Write out again, please, the records below from the first line to the line holding "to read config", inclusive, and nothing else.

☆ ☆ ☆ ☆ ☆

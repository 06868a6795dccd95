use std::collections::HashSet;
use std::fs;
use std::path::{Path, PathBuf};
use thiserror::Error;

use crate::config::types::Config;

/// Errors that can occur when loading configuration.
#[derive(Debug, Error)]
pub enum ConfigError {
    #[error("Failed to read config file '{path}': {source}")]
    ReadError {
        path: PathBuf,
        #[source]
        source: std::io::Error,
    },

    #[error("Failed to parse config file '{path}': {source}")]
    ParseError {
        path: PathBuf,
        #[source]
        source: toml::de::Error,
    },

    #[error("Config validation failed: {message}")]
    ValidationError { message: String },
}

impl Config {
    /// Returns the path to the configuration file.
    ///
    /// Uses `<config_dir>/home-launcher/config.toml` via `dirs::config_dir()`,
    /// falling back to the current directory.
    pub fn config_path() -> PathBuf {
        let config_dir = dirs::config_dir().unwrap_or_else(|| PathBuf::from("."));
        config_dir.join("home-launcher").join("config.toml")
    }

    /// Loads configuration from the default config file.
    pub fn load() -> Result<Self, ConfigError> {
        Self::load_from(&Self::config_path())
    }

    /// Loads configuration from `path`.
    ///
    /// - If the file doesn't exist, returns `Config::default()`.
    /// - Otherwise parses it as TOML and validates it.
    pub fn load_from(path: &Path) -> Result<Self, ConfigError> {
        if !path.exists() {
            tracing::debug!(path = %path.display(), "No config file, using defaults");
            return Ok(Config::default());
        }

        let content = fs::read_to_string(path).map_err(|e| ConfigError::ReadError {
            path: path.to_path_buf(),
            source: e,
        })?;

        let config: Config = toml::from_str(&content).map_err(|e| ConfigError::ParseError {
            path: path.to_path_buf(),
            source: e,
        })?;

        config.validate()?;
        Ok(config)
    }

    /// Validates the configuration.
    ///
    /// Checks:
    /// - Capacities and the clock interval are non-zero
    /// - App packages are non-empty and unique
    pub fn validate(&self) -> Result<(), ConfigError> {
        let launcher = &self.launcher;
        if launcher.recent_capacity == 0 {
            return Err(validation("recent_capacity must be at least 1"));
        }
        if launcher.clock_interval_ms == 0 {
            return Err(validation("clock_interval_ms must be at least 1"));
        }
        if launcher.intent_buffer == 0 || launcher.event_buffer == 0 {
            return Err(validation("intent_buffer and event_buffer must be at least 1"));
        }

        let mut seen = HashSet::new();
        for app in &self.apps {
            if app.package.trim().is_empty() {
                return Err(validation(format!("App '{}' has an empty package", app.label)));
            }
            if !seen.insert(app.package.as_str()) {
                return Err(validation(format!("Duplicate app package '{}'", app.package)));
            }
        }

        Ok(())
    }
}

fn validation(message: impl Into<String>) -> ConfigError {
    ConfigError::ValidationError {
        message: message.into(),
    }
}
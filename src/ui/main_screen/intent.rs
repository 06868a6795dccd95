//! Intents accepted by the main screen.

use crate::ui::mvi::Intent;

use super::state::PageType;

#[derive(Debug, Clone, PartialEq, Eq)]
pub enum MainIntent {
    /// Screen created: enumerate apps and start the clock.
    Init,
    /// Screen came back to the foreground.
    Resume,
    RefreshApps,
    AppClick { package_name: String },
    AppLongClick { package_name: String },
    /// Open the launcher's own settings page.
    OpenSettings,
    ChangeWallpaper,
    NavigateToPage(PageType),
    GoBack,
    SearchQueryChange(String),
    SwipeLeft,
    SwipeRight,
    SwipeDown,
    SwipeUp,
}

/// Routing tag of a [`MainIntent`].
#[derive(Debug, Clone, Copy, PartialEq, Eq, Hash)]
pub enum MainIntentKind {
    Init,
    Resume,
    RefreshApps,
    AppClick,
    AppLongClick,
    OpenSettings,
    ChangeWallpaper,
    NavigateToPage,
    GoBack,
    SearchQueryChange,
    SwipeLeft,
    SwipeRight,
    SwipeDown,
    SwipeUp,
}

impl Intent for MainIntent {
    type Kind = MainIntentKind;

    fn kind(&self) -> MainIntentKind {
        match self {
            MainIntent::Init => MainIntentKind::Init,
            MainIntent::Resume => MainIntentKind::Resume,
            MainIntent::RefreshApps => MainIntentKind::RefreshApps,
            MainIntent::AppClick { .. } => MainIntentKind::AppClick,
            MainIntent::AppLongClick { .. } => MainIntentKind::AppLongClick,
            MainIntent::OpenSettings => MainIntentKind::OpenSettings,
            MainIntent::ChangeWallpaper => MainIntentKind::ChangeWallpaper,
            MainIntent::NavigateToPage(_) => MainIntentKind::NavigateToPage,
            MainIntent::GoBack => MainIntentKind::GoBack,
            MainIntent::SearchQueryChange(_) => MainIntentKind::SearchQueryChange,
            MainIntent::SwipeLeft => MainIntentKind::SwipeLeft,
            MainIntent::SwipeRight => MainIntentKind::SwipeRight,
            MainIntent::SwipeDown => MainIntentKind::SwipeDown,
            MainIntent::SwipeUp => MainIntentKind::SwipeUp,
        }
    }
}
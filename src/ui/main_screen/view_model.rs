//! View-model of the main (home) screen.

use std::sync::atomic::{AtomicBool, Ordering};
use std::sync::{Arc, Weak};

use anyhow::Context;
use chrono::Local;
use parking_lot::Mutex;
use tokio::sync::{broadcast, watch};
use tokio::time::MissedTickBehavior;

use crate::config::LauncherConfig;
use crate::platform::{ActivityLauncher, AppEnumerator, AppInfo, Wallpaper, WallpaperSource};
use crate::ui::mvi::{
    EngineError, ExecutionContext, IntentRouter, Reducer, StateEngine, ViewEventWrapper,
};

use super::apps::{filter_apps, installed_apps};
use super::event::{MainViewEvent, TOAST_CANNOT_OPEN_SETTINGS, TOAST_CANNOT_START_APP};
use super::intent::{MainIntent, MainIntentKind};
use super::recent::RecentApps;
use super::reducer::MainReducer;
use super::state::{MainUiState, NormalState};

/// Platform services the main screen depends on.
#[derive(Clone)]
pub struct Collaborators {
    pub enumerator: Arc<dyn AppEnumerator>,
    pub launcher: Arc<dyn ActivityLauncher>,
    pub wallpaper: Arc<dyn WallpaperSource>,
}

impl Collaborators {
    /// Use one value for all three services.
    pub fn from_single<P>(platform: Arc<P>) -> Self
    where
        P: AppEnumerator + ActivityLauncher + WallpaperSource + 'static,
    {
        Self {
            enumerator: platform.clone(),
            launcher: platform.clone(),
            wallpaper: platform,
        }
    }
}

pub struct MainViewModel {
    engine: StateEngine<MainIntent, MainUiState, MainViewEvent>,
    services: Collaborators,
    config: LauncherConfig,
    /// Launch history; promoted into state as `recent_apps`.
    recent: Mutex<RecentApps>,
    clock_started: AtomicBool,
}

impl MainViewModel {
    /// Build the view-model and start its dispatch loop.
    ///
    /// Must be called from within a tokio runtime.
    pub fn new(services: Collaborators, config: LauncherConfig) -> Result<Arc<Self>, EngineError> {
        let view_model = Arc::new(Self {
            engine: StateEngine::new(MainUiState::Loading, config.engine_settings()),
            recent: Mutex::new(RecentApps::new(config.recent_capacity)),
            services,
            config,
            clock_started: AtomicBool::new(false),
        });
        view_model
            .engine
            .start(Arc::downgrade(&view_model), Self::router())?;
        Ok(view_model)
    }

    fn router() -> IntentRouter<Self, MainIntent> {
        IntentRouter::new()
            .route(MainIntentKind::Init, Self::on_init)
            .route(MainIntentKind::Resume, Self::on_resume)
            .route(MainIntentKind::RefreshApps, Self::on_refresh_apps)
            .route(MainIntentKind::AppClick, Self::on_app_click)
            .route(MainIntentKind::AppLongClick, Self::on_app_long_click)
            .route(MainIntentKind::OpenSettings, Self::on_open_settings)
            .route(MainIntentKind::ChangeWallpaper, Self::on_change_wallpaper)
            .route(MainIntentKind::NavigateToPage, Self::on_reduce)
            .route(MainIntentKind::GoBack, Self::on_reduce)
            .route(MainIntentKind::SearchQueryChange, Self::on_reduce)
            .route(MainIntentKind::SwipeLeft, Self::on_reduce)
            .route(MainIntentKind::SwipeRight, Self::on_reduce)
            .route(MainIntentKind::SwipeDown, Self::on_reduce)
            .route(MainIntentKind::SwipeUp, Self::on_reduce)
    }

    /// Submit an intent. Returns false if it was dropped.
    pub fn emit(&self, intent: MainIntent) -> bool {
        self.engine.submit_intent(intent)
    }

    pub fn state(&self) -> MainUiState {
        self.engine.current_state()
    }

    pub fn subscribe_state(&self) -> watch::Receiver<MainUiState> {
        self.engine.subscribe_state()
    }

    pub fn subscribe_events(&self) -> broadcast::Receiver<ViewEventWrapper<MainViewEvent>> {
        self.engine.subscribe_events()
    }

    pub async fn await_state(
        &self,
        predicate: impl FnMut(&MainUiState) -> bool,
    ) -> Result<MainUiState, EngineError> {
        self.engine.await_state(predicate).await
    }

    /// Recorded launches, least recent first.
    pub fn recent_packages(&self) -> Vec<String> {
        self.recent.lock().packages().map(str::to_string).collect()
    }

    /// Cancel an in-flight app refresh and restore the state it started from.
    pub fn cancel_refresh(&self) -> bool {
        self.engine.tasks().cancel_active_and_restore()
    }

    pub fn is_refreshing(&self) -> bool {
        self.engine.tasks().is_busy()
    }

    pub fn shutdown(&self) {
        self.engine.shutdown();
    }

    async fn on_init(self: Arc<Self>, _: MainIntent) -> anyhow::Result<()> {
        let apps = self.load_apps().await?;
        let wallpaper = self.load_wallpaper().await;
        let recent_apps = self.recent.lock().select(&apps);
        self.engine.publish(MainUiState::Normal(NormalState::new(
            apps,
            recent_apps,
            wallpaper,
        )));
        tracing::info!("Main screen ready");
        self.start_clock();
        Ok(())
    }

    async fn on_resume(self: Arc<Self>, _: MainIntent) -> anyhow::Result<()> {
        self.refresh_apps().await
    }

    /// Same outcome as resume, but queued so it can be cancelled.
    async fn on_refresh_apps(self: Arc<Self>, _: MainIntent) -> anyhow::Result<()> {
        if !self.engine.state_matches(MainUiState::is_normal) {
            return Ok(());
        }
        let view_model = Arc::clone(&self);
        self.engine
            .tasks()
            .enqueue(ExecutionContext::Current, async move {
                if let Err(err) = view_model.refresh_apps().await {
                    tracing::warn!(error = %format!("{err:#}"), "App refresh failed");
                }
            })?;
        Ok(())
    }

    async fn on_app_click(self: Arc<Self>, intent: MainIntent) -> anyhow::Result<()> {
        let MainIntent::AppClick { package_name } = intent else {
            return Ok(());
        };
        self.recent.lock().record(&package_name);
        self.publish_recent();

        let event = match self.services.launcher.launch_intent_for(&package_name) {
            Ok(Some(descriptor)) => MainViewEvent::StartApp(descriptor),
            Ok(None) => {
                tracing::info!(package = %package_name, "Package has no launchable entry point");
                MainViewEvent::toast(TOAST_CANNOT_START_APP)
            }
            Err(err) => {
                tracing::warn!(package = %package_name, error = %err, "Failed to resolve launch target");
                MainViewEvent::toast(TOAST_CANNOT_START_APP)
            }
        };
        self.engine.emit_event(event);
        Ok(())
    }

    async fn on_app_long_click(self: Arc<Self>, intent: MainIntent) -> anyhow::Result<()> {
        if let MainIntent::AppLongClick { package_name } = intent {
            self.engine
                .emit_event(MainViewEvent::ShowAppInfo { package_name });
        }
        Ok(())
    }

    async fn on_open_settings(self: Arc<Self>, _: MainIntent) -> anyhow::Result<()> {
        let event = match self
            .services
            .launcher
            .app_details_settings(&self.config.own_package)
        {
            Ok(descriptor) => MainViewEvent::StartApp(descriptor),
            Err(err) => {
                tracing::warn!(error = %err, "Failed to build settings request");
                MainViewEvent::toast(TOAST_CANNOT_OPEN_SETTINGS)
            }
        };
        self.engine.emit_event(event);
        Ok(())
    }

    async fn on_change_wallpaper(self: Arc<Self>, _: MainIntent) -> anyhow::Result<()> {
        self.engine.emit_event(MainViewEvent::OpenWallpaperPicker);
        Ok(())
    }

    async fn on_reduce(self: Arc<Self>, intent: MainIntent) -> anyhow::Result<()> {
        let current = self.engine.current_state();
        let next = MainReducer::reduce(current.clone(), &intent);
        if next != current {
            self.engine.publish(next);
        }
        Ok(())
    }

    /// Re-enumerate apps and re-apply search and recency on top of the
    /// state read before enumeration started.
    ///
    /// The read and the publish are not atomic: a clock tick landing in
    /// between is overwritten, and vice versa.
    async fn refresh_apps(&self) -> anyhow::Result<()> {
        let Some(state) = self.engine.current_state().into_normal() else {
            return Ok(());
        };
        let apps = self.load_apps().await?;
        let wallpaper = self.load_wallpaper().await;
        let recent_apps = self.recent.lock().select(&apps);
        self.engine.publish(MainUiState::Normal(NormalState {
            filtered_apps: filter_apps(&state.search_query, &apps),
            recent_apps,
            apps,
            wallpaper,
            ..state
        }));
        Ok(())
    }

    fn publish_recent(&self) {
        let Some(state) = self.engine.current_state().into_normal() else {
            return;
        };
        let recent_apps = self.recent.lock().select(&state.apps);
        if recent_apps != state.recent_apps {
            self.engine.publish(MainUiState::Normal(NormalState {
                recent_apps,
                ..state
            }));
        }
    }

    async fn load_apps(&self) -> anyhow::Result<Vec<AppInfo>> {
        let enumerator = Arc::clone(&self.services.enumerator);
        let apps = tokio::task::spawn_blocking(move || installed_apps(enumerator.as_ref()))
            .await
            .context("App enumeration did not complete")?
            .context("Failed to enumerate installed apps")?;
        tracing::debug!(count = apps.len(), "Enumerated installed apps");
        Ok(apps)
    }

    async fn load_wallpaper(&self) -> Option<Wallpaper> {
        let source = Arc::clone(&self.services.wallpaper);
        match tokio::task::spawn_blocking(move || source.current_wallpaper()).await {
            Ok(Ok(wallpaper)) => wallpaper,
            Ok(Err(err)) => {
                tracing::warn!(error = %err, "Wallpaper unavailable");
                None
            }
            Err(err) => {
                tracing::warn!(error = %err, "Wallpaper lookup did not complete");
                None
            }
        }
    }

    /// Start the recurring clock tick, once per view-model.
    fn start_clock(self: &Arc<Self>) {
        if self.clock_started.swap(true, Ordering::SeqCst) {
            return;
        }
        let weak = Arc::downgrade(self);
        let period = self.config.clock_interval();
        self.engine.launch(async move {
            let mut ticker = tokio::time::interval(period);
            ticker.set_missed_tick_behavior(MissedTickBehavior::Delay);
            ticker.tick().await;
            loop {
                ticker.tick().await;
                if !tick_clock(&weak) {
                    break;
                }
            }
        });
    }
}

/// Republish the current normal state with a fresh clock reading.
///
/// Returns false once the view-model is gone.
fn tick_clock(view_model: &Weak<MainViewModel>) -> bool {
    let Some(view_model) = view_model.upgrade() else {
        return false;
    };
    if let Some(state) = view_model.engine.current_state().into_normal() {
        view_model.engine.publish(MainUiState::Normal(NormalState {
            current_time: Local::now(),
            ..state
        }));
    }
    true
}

☆ ☆ ☆ ☆ ☆

> **Task response**:
repository 06868a6795dccd95
use std::collections::HashSet;
use std::fs;
use std::path::{Path, PathBuf};
use thiserror::Error;

use crate::config::types::Config;

/// Errors that can occur when loading configuration.
#[derive(Debug, Error)]
pub enum ConfigError {
    #[error("Failed to read config file '{path}': {source}")]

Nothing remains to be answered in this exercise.